If I could, I would rid the world of naysaying. Enablers, please step forward.
We need you, now more than ever. We need you to challenge conventional thinking. We need you to innovate, achieve excellence and inspire others to do the same.
There are examples: How about Solar Impulse? This Project’s mission is to fly a solar airplane around the world. By accomplishing this “first,” this Project is pushing conventional wisdom aside and driving new innovation in renewable energies and sustainable development.
Imagine some dayflying on an airplane that only uses the sun to power its engines. They say it is impossible? Sweep their naysaying attitude into the trash.
How about the Khan Academy? This academy’s mission is to provide a world-class education for anyone, anywhere by providing access to teaching videos that cover K-12 topics in math and science. Imagine a more effective public school system that produces more children competent in math and science by allowing them to learn new topics at home and do their homework at school. They say it won’t work? Open the windows to let fresh creative air in and their stale discouraging attitude out.

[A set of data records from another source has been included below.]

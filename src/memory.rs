// src/memory.rs
// Per-participant conversation history: what they heard and what they said.

use chrono::{DateTime, Utc};
use serde::{Deserialize, Serialize};
use std::cmp::Ordering;

#[derive(Debug, Clone, Copy, Serialize, Deserialize, PartialEq, Eq)]
#[serde(rename_all = "snake_case")]
pub enum MemoryKind {
    Listen,
    Act,
}

#[derive(Debug, Clone, Serialize, Deserialize)]
pub struct MemoryEntry {
    pub kind: MemoryKind,
    pub content: String,
    pub timestamp: DateTime<Utc>,
}

impl MemoryEntry {
    pub fn new(kind: MemoryKind, content: impl Into<String>) -> Self {
        Self {
            kind,
            content: content.into(),
            timestamp: Utc::now(),
        }
    }
}

#[derive(Debug, Clone, Serialize, Deserialize, Default)]
pub struct ConversationMemory {
    pub entries: Vec<MemoryEntry>,
}

impl ConversationMemory {
    pub fn new() -> Self {
        Self { entries: Vec::new() }
    }

    pub fn listen(&mut self, prompt: impl Into<String>) {
        self.entries.push(MemoryEntry::new(MemoryKind::Listen, prompt));
    }

    pub fn act(&mut self, reply: impl Into<String>) {
        self.entries.push(MemoryEntry::new(MemoryKind::Act, reply));
    }

    pub fn is_empty(&self) -> bool {
        self.entries.is_empty()
    }

    /// Content of the newest entry, if any.
    pub fn last_content(&self) -> Option<&str> {
        self.entries.last().map(|e| e.content.as_str())
    }

    pub fn last_prompt(&self) -> Option<&str> {
        self.entries
            .iter()
            .rev()
            .find(|e| e.kind == MemoryKind::Listen)
            .map(|e| e.content.as_str())
    }

    pub fn reply_count(&self) -> usize {
        self.entries.iter().filter(|e| e.kind == MemoryKind::Act).count()
    }

    /// Most recent `limit` entries, oldest first.
    pub fn recent(&self, limit: usize) -> &[MemoryEntry] {
        let start = self.entries.len().saturating_sub(limit);
        &self.entries[start..]
    }

    /// Earlier replies that share a word with `query`, best matches first.
    /// Ties keep the newer reply ahead.
    pub fn recall(&self, query: &str, limit: usize) -> Vec<&MemoryEntry> {
        let words: Vec<String> = query
            .split_whitespace()
            .filter(|w| w.len() > 3)
            .map(|w| w.to_lowercase())
            .collect();

        let mut scored: Vec<(usize, usize)> = self
            .entries
            .iter()
            .enumerate()
            .filter(|(_, e)| e.kind == MemoryKind::Act)
            .map(|(i, e)| {
                let lower = e.content.to_lowercase();
                let hits = words.iter().filter(|w| lower.contains(w.as_str())).count();
                (i, hits)
            })
            .filter(|(_, hits)| *hits > 0)
            .collect();

        scored.sort_by(|a, b| match b.1.cmp(&a.1) {
            Ordering::Equal => b.0.cmp(&a.0),
            other => other,
        });

        scored
            .into_iter()
            .take(limit)
            .map(|(i, _)| &self.entries[i])
            .collect()
    }
}

#[cfg(test)]
mod tests {
    use super::*;

    #[test]
    fn tracks_prompts_and_replies_separately() {
        let mut mem = ConversationMemory::new();
        assert!(mem.is_empty());
        mem.listen("Question: what do you buy?");
        mem.act("Mostly sunscreen.");
        mem.listen("Question: how often?");

        assert_eq!(mem.reply_count(), 1);
        assert_eq!(mem.last_prompt(), Some("Question: how often?"));
        assert_eq!(mem.recent(2).len(), 2);
        assert_eq!(mem.recent(10).len(), 3);
    }

    #[test]
    fn recall_prefers_more_overlap_then_newer() {
        let mut mem = ConversationMemory::new();
        mem.act("I check the price of every serum.");
        mem.act("Weather was nice today.");
        mem.act("Price and brand both matter for serum.");

        let hits = mem.recall("serum price brand", 5);
        assert_eq!(hits.len(), 2);
        assert!(hits[0].content.starts_with("Price and brand"));
    }
}
#[cfg(test)]
mod tests {
    use super::*;
    use crate::brain::DisabledBrain;
    use crate::error::GenerationError;
    use crate::transcript::{EntryType, TranscriptEntry, MODERATOR, SYSTEM};

    struct CannedBrain(Value);

    impl GenerationService for CannedBrain {
        fn enabled(&self) -> bool {
            true
        }
        fn generate_text(&self, _: &str, _: &str, _: Option<f32>, _: Option<u32>) -> std::result::Result<String, GenerationError> {
            Ok(self.0.to_string())
        }
        fn generate_structured(&self, _: &str, _: &str, _: Option<&str>) -> std::result::Result<Value, GenerationError> {
            Ok(self.0.clone())
        }
    }

    fn roster() -> Vec<Participant> {
        let mut aditi = Participant::named("Aditi");
        aditi.age = 24;
        aditi.location = "Mumbai".into();
        aditi.personality_type = "enthusiastic".into();
        aditi.monthly_budget = "₹3,000".into();
        let mut rahul = Participant::named("Rahul");
        rahul.age = 31;
        rahul.location = "Pune".into();
        rahul.personality_type = "budget_conscious".into();
        vec![aditi, rahul]
    }

    fn transcript() -> Transcript {
        vec![
            TranscriptEntry::new(EntryType::Setup, SYSTEM, "Focus Group Discussion: skincare routines"),
            TranscriptEntry::new(EntryType::Question, MODERATOR, "What do you buy?"),
            TranscriptEntry::new(
                EntryType::Response,
                "Aditi",
                "I love the Nike store experience and I tried their new range of products last week.",
            ),
            TranscriptEntry::new(EntryType::Response, "Rahul", "Too short."),
        ]
        .into()
    }

    #[test]
    fn numbered_lines_split_title_and_description() {
        let sections = parse_outline("1. Key Insights\n2. Budget Analysis - spending patterns\nnoise line");
        assert_eq!(sections.len(), 2);
        assert_eq!(sections[0].key, "key_insights");
        assert_eq!(sections[1].title, "Budget Analysis");
        assert_eq!(sections[1].description, "spending patterns");
        assert_eq!(sections[1].key, "budget_analysis");
    }

    #[test]
    fn bullets_are_numbered_by_position() {
        let sections = parse_outline("- Pricing & Value!\n• Brand Landscape");
        assert_eq!(sections[0].number, "1");
        assert_eq!(sections[0].key, "pricing_and_value");
        assert_eq!(sections[1].number, "2");
        assert_eq!(sections[1].key, "brand_landscape");
    }

    #[test]
    fn keys_are_deterministic_and_clean() {
        let line = "3. What's Next? (Q3 / Q4)";
        let a = parse_outline(line);
        let b = parse_outline(line);
        assert_eq!(a[0].key, b[0].key);
        assert!(a[0].key.chars().all(|c| c.is_alphanumeric() || c == '_'));
        assert_eq!(section_key("!!!", "7"), "section_7");
        assert_eq!(section_key("Metadata", "1"), "metadata_section");
    }

    #[test]
    fn routing_is_first_match_wins() {
        let kinds: Vec<SectionKind> = parse_outline(
            "1. Research Goal\n2. Key Insights\n3. Budget Analysis\n4. Brand Landscape\n5. Misc\n6. Follow-up Plans",
        )
        .iter()
        .map(route)
        .collect();
        assert_eq!(
            kinds,
            vec![
                SectionKind::Objective,
                SectionKind::Insights,
                SectionKind::Pricing,
                SectionKind::Brand,
                SectionKind::General,
                SectionKind::NextSteps,
            ]
        );
    }

    #[test]
    fn description_keywords_do_not_change_the_route() {
        let sections = parse_outline("1. Overview - next steps for the team\n2. Spending - brand and price");
        assert_eq!(sections[0].description, "next steps for the team");
        assert_eq!(route(&sections[0]), SectionKind::General);
        assert_eq!(route(&sections[1]), SectionKind::General);
    }

    #[test]
    fn fallback_summary_has_exactly_outline_keys_plus_metadata() {
        let generator = CustomSummaryGenerator::new(Arc::new(DisabledBrain));
        let summary = generator
            .generate_custom_summary(
                &transcript(),
                &roster(),
                "1. Key Insights\n2. Budget Analysis - spending patterns",
                "skincare routines",
            )
            .unwrap();
        assert_eq!(summary.keys(), vec!["metadata", "key_insights", "budget_analysis"]);
        assert_eq!(summary.metadata().unwrap()["summary_type"], "custom");
        assert_eq!(summary.get("budget_analysis").unwrap()["budget_ranges"], json!(["₹3,000"]));
    }

    #[test]
    fn participant_and_brand_sections_read_roster_and_content() {
        let generator = CustomSummaryGenerator::new(Arc::new(DisabledBrain));
        let summary = generator
            .generate_custom_summary(&transcript(), &roster(), "1. Participants\n2. Competitor Brands", "skincare")
            .unwrap();
        let p = summary.get("participants").unwrap();
        assert_eq!(p["total_count"], 2);
        assert_eq!(p["demographics"]["age_range"], "24-31 years");
        assert_eq!(p["participant_profiles"][1]["personality_type"], "Budget Conscious");
        assert_eq!(summary.get("competitor_brands").unwrap()["mentioned_brands"], json!(["Nike"]));
    }

    #[test]
    fn quotes_only_use_mid_length_responses() {
        let generator = CustomSummaryGenerator::new(Arc::new(DisabledBrain));
        let summary = generator
            .generate_custom_summary(&transcript(), &roster(), "1. Verbatim Quotes", "skincare")
            .unwrap();
        let quotes = summary.get("verbatim_quotes").unwrap().as_array().unwrap();
        assert_eq!(quotes.len(), 1);
        assert_eq!(quotes[0]["speaker"], "Aditi");
    }

    #[test]
    fn generated_document_keeps_its_keys_and_gains_metadata() {
        let brain = CannedBrain(json!({"key_insights": ["one"], "metadata": {"summary_type": "llm"}}));
        let summary = CustomSummaryGenerator::new(Arc::new(brain))
            .generate_custom_summary(&transcript(), &roster(), "1. Key Insights", "skincare")
            .unwrap();
        let meta = summary.metadata().unwrap();
        assert_eq!(meta["summary_type"], "llm");
        assert_eq!(meta["total_participants"], 2);
        assert_eq!(summary.get("key_insights").unwrap(), &json!(["one"]));
    }

    #[test]
    fn empty_generated_document_falls_back() {
        let summary = CustomSummaryGenerator::new(Arc::new(CannedBrain(json!({}))))
            .generate_custom_summary(&transcript(), &roster(), "1. Key Insights", "skincare")
            .unwrap();
        assert_eq!(summary.keys(), vec!["metadata", "key_insights"]);
        // one keyword rule fires, then the three fillers
        assert_eq!(summary.get("key_insights").unwrap().as_array().unwrap().len(), 4);
    }
}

As a community, state, country and world, we face many social and technological challenges. We need more “pioneers” like the people behind the Solar Impulse and Khan Academy who are not afraid to fail and take reasonable risks to implement creative solutions.
Importantly, these “pioneers” inspire us to be pioneers in our own lives – to accomplish “firsts” in our ways of thinking and behaving.
Imagine the possibilities if we all approached each day, each challenge this way.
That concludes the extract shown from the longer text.